ACTION ITEM -
Find every line in the records below that holds the word "Duration" and copy it.

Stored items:
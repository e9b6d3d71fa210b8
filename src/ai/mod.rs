//! Generative model providers.
//!
//! Each provider sends a single free-text prompt to a hosted or local model
//! and returns the reply text unchanged. Prompt construction and reply
//! parsing live in [`crate::core`]; this module is transport only.
//!
//! ## Providers
//!
//! - **gemini** (default) - Google Gemini, `GEMINI_API_KEY`
//! - **openai** - OpenAI or compatible APIs, `OPENAI_API_KEY`
//! - **claude** - Anthropic Claude, `ANTHROPIC_API_KEY`
//! - **ollama** - local models, no key required

mod claude;
mod gemini;
mod ollama;
mod openai;

pub use claude::ClaudeProvider;
pub use gemini::GeminiProvider;
pub use ollama::OllamaProvider;
pub use openai::OpenAIProvider;

use std::time::Duration;

use async_trait::async_trait;

use crate::core::AiConfig;

/// Trait for generative model providers.
#[async_trait]
pub trait AIProvider: Send + Sync {
    /// Send a prompt and return the model's text reply.
    async fn generate(&self, prompt: &str) -> anyhow::Result<String>;

    /// Get the provider name.
    fn name(&self) -> &str;

    /// Get the model identifier requests are sent to.
    fn model(&self) -> &str;

    /// Check if the provider is reachable and configured.
    async fn is_available(&self) -> bool;
}

/// AI error types.
#[derive(Debug, thiserror::Error)]
pub enum AIError {
    #[error("Unknown AI provider '{0}' (expected gemini, openai, claude or ollama)")]
    UnknownProvider(String),

    #[error("Missing API key: set {0}")]
    MissingApiKey(&'static str),

    #[error("API error ({status}): {body}")]
    ApiError { status: u16, body: String },

    #[error("No response from {0}")]
    NoResponse(&'static str),
}

/// Generation settings shared by every provider.
#[derive(Debug, Clone, Copy, PartialEq)]
pub struct GenerationOptions {
    /// Upper bound on reply length
    pub max_output_tokens: u32,

    /// Sampling temperature (provider default when unset)
    pub temperature: Option<f32>,

    /// Per-request timeout
    pub timeout: Duration,
}

impl Default for GenerationOptions {
    fn default() -> Self {
        Self { max_output_tokens: 8192, temperature: None, timeout: Duration::from_secs(120) }
    }
}

impl From<&AiConfig> for GenerationOptions {
    fn from(config: &AiConfig) -> Self {
        Self {
            max_output_tokens: config.max_output_tokens,
            temperature: config.temperature,
            timeout: Duration::from_secs(config.timeout_secs),
        }
    }
}

/// Read a required API key from the environment.
fn api_key_from_env(var: &'static str) -> Result<String, AIError> {
    std::env::var(var)
        .ok()
        .filter(|key| !key.trim().is_empty())
        .ok_or(AIError::MissingApiKey(var))
}

/// Turn a non-success HTTP response into an error carrying status and body.
async fn check_status(response: reqwest::Response) -> anyhow::Result<reqwest::Response> {
    if response.status().is_success() {
        return Ok(response);
    }

    let status = response.status().as_u16();
    let body = response.text().await.unwrap_or_default();
    Err(AIError::ApiError { status, body }.into())
}

/// Create the provider named in the configuration.
pub fn create_provider(config: &AiConfig) -> anyhow::Result<Box<dyn AIProvider>> {
    let options = GenerationOptions::from(config);
    let model = config.model.clone();
    let base_url = config.base_url.clone();

    let provider: Box<dyn AIProvider> = match config.provider.to_ascii_lowercase().as_str() {
        "gemini" | "google" => {
            let mut provider = GeminiProvider::new()?.with_options(options);
            if let Some(model) = model {
                provider = provider.with_model(model);
            }
            if let Some(url) = base_url {
                provider = provider.with_base_url(url);
            }
            Box::new(provider)
        }
        "openai" => {
            let mut provider = OpenAIProvider::new()?.with_options(options);
            if let Some(model) = model {
                provider = provider.with_model(model);
            }
            if let Some(url) = base_url {
                provider = provider.with_base_url(url);
            }
            Box::new(provider)
        }
        "claude" | "anthropic" => {
            let mut provider = ClaudeProvider::new()?.with_options(options);
            if let Some(model) = model {
                provider = provider.with_model(model);
            }
            if let Some(url) = base_url {
                provider = provider.with_base_url(url);
            }
            Box::new(provider)
        }
        "ollama" => {
            let mut provider = OllamaProvider::from_config(&config.ollama).with_options(options);
            if let Some(model) = model {
                provider = provider.with_model(model);
            }
            if let Some(url) = base_url {
                provider = provider.with_base_url(url);
            }
            Box::new(provider)
        }
        other => return Err(AIError::UnknownProvider(other.to_string()).into()),
    };

    tracing::debug!(provider = provider.name(), model = provider.model(), "model provider ready");
    Ok(provider)
}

EXERCISE RESULT -
use std::time::Duration;
    pub timeout: Duration,
        Self { max_output_tokens: 8192, temperature: None, timeout: Duration::from_secs(120) }
            timeout: Duration::from_secs(config.timeout_secs),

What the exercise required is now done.